What is a caucus, anyway?
Well, depending on whom you ask, it’s either vital to the election of the next president or a process intended to keep the party’s mechanism busy.
That, in a nutshell, is how Democrats and Republicans present themselves in five-minute public service announcements airing on Cox Cable to explain the caucus system.
Cox Media and National Cable Communications partnered with the Center for Governmental Studies to produce similar low-frills spots airing “On Demand” for digital cable subscribers. Cox customers can access the videos by selecting channel 852 with their remotes and following the on-screen directions.
The most striking difference in watching each party’s educational snippet is what each chooses to stress.
Democrats have State Party Chairwoman Jill Derby co-hosting the question-and-answer style format with state Sen. Steven Horsford of Las Vegas, who is also the state’s Democratic National Committeeman.
The pair stress the ease of the caucus — as if it’s commonplace for apathetic Nevadans to just march to the local school on a Saturday for a political conversation with their neighbors.
While this easy-peasy description belies the complicated caucus math that even die-hard Democrats are struggling to learn, it also comes across as very inviting.
“All you have to know to participate in a caucus is your name,” Derby informs.
In fact, she stresses, you can register to vote or switch parties right there on caucus day. Because the Democrats, not “state government,” are running the show, anyone can show up on caucus day and pick a presidential candidate.
The Republicans aren’t so laissez faire about who they invite to the show.
In their five-minute spot, hosted exclusively by Rep. Jon Porter, it’s Republican that’s stressed the most.

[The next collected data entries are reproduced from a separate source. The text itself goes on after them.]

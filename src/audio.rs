// Copyright (C) 2026 Michael Wilson <mike@mdwn.dev>
//
// This program is free software: you can redistribute it and/or modify it under
// the terms of the GNU General Public License as published by the Free Software
// Foundation, version 3.
//
// This program is distributed in the hope that it will be useful, but WITHOUT
// ANY WARRANTY; without even the implied warranty of MERCHANTABILITY or FITNESS
// FOR A PARTICULAR PURPOSE. See the GNU General Public License for more details.
//
// You should have received a copy of the GNU General Public License along with
// this program. If not, see <https://www.gnu.org/licenses/>.
//
use std::{error::Error, fmt, path::Path, sync::Arc, time::Duration};

use crate::config;
use crate::playsync::CancelHandle;

pub mod cpal;
pub mod decode;
pub mod mock;

/// The media engine. Knows how to turn a clip path into something playable.
pub trait Device: fmt::Display + Send + Sync {
    /// Loads the clip at the given path. Blocks until the clip is decoded or fails.
    fn load(&self, path: &Path) -> Result<Arc<dyn Clip>, Box<dyn Error>>;
}

/// A loaded, replayable clip.
pub trait Clip: Send + Sync {
    /// The length of the clip.
    fn duration(&self) -> Duration;

    /// Plays the clip from the start. Blocks until the clip ends or the cancel handle is
    /// cancelled.
    fn play(&self, cancel_handle: CancelHandle) -> Result<(), Box<dyn Error>>;
}

/// Lists the output devices known to cpal.
pub fn list_devices() -> Result<Vec<String>, Box<dyn Error>> {
    cpal::Device::list()
}

/// Gets the device described by the given configuration.
pub fn get_device(config: &config::Audio) -> Result<Arc<dyn Device>, Box<dyn Error>> {
    let device = config.device();
    if device.starts_with("mock") {
        return Ok(Arc::new(mock::Device::get(device)));
    };

    Ok(Arc::new(cpal::Device::get(config)?))
}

The word Republican is spoken 21 times in the spot, compared to just 10 uses of “Democratic” on the other spot. And Porter makes it clear: You’ve got to be a committed Republican to caucus.
“If you’re currently registered as a Republican in Nevada, you’re already eligible,” Porter says. “If you’re a new resident to Nevada, or if you’re planning to change your registration to Republican, you need to register 30 days before the caucus to get involved.”
Each party invites 17-year-olds to the show. And both parties trot out the requisite minorities, with Democrats using two Hispanics and a black woman to ask questions. Republicans counter with a black man, an Asian woman and an Hispanic woman among the questioners.
Democrats also show a young white woman with a baby (bring the kids) and Republicans feature a laptop-using young white man in another question.
And really, the questions to set up the answers are mostly the same.
What happens at a caucus? Who can come? What’s the difference between a caucus and primary? Where will be it be?
But Porter stresses the procedural mechanics of the caucus more than any presidential contest.
During a 40-second answer, Porter details how delegates and alternate delegates are elected at the precinct caucus level. “It’s the most important part of the caucus.”
Really? Tell that to the presidential candidates and national media.
Democrats stress how they were chosen for the early caucus, they mention their good slate of candidates, and Derby tells people why they should participate.
“Are you concerned about the war in Iraq?” she asks.
Or maybe it’s health care for your family, or more resources for local schools. That’s why she says you need to caucus.
Porter talks at length about the four steps to the national GOP convention in Minneapolis. First there’s precinct caucuses and the county and state conventions. Then you select delegates to the Republican National Convention, where the nominee is chosen, he says.
In theory that’s true, although the nominee will be well-known by the time Nevada Republicans even get to step two.
Democrats use the same process for electing delegates to their national convention, which will be in Denver next year. But neither Derby nor Horsford takes more than 10 seconds talking about it.
They spend more time (three times to be exact) pointing people to the state Democratic Party’s Web site. And Cox is kind enough to put the address and phone number right there on the screen.
Porter gives out the phone number to the county registrar of voters, trying to get more people to register Republican.
Porter ends his message by answering what he termed “the most important question.” It came from the kid with the laptop who asked if the caucus was going to be his only chance to vote for his favorite Republican presidential candidate.
Porter, who has already endorsed Rudy Giuliani, stresses that by the time Nevada holds its primary election in August, the nominee will be known. So much for the importance of Minneapolis.
The tale of two caucuses is an interesting political lesson. And as long as Republicans keep stressing civics over organization, the caucuses will still be reverberating next November.